FBT on Cars: Key Takeaways and Action Steps
To effectively manage FBT on company cars:
- Choose the right calculation method: Compare the statutory formula, operating cost, and logbook methods to find which gives the lowest taxable value for your situation.
- Leverage electric vehicle incentives: Take advantage of the current FBT exemption for eligible EVs before it phases out in 2025.
- Implement proper record-keeping: Maintain all required documents for at least 5 years to support your FBT calculations.
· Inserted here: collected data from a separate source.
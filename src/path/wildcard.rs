use std::path::{Path, PathBuf};

use log::debug;
use regex::Regex;

use crate::error::{PathError, display_arg};
use crate::fs::{EntryKind, FileSystem};
use crate::path::classify::split_pattern;
use crate::path::resolve::resolve;

/// Whether a command's wildcard matches may include directories.
#[derive(Debug, Clone, Copy, PartialEq, Eq)]
pub enum WildcardPolicy {
    FilesOnly,
    FilesAndDirectories,
}

/// Translate a wildcard filename into an anchored regex:
/// `*` matches any run of characters, everything else is literal.
pub fn pattern_to_regex(filename: &str) -> Result<Regex, regex::Error> {
    let body = filename
        .split('*')
        .map(regex::escape)
        .collect::<Vec<_>>()
        .join(".*");
    Regex::new(&format!("^{body}$"))
}

/// Expand a Wildcard argument to the absolute paths it matches, in the
/// directory's listing order.
pub fn expand(
    raw: &str,
    cwd: &Path,
    home: &Path,
    fs: &dyn FileSystem,
    policy: WildcardPolicy,
) -> Result<Vec<PathBuf>, PathError> {
    let no_match = || PathError::NoMatch(display_arg(raw));

    let (directory, filename) = split_pattern(raw);
    let dir = if directory.is_empty() {
        resolve(".", cwd, home)
    } else {
        resolve(directory, cwd, home)
    };
    let matcher = pattern_to_regex(filename).map_err(|_| PathError::Invalid(display_arg(raw)))?;

    let names = fs.list_dir(&dir).map_err(|e| {
        debug!("wildcard {raw}: cannot list {}: {e}", dir.display());
        no_match()
    })?;

    let matches: Vec<PathBuf> = names
        .iter()
        .filter(|name| matcher.is_match(name))
        .map(|name| dir.join(name))
        .filter(|path| {
            policy == WildcardPolicy::FilesAndDirectories || fs.stat(path) != EntryKind::Dir
        })
        .collect();

    debug!("wildcard {raw} -> {} match(es) in {}", matches.len(), dir.display());
    if matches.is_empty() {
        return Err(no_match());
    }
    Ok(matches)
}

#[cfg(test)]
mod tests {
    use super::*;
    use crate::fs::OsFileSystem;
    use crate::fs::stub::StubFileSystem;

    fn sandbox(files: &[&str], dirs: &[&str]) -> tempfile::TempDir {
        let dir = tempfile::tempdir().unwrap();
        for d in dirs {
            std::fs::create_dir_all(dir.path().join(d)).unwrap();
        }
        for f in files {
            std::fs::write(dir.path().join(f), f).unwrap();
        }
        dir
    }

    fn names(paths: &[PathBuf]) -> Vec<String> {
        paths
            .iter()
            .map(|p| p.file_name().unwrap().to_string_lossy().into_owned())
            .collect()
    }

    #[test]
    fn regex_translation() {
        let re = pattern_to_regex("*.txt").unwrap();
        assert!(re.is_match("a.txt"));
        assert!(re.is_match(".txt"));
        assert!(!re.is_match("a.txt.bak"));
        assert!(!re.is_match("atxt"));

        let re = pattern_to_regex("report.*").unwrap();
        assert!(re.is_match("report.pdf"));
        assert!(re.is_match("report."));
        assert!(!re.is_match("xreport.pdf"));
    }

    #[test]
    fn regex_escapes_literals() {
        let re = pattern_to_regex("a+(b).*").unwrap();
        assert!(re.is_match("a+(b).c"));
        assert!(!re.is_match("aa(b).c"));
    }

    #[test]
    fn expands_in_listing_order() {
        let dir = sandbox(&["b.txt", "a.txt", "note.md"], &[]);
        let found = expand(
            "*.txt",
            dir.path(),
            dir.path(),
            &OsFileSystem,
            WildcardPolicy::FilesOnly,
        )
        .unwrap();
        assert_eq!(names(&found), vec!["a.txt", "b.txt"]);
        assert!(found.iter().all(|p| p.is_absolute()));
    }

    #[test]
    fn expansion_keeps_filesystem_listing_order() {
        let dir = sandbox(&["a.txt", "b.txt", "c.txt", "note.md"], &[]);
        let fs = StubFileSystem::listing(&["c.txt", "note.md", "a.txt", "b.txt"]);
        let found = expand("*.txt", dir.path(), dir.path(), &fs, WildcardPolicy::FilesOnly).unwrap();
        assert_eq!(names(&found), vec!["c.txt", "a.txt", "b.txt"]);
    }

    #[test]
    fn expands_in_subdirectory() {
        let dir = sandbox(&["sub/x.rs", "sub/y.rs", "z.rs"], &["sub"]);
        let found = expand(
            "sub/*.rs",
            dir.path(),
            dir.path(),
            &OsFileSystem,
            WildcardPolicy::FilesOnly,
        )
        .unwrap();
        assert_eq!(names(&found), vec!["x.rs", "y.rs"]);
        assert!(found.iter().all(|p| p.starts_with(dir.path().join("sub"))));
    }

    #[test]
    fn files_only_policy_drops_directories() {
        let dir = sandbox(&["a.d"], &["b.d"]);
        let files = expand("*.d", dir.path(), dir.path(), &OsFileSystem, WildcardPolicy::FilesOnly).unwrap();
        assert_eq!(names(&files), vec!["a.d"]);

        let all = expand(
            "*.d",
            dir.path(),
            dir.path(),
            &OsFileSystem,
            WildcardPolicy::FilesAndDirectories,
        )
        .unwrap();
        assert_eq!(names(&all), vec!["a.d", "b.d"]);
    }

    #[test]
    fn zero_matches_is_no_match() {
        let dir = sandbox(&["note.md"], &[]);
        let err = expand("*.txt", dir.path(), dir.path(), &OsFileSystem, WildcardPolicy::FilesOnly)
            .unwrap_err();
        assert!(matches!(&err, PathError::NoMatch(p) if p.contains("*.txt")), "{err:?}");
    }

    #[test]
    fn unlistable_directory_is_no_match() {
        let dir = sandbox(&[], &[]);
        let err = expand(
            "missing/*.txt",
            dir.path(),
            dir.path(),
            &OsFileSystem,
            WildcardPolicy::FilesOnly,
        )
        .unwrap_err();
        assert!(matches!(err, PathError::NoMatch(_)));
    }
}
- Consider employee contributions: Structure arrangements where employees contribute to running costs to reduce the taxable value.
- Review your FBT position annually: Changes in vehicle usage, employee contributions, or tax laws can significantly impact your liability.
- Seek professional advice: FBT rules are complex and frequently change. A tax professional can help optimise your position and ensure compliance.
- Stay updated on ATO guidance: Regularly check the ATO website for updates on FBT rates, exemptions, and calculation methods.
Remember that while FBT represents a cost to your business, company cars can also be a valuable tool for attracting and retaining employees, particularly when structured effectively.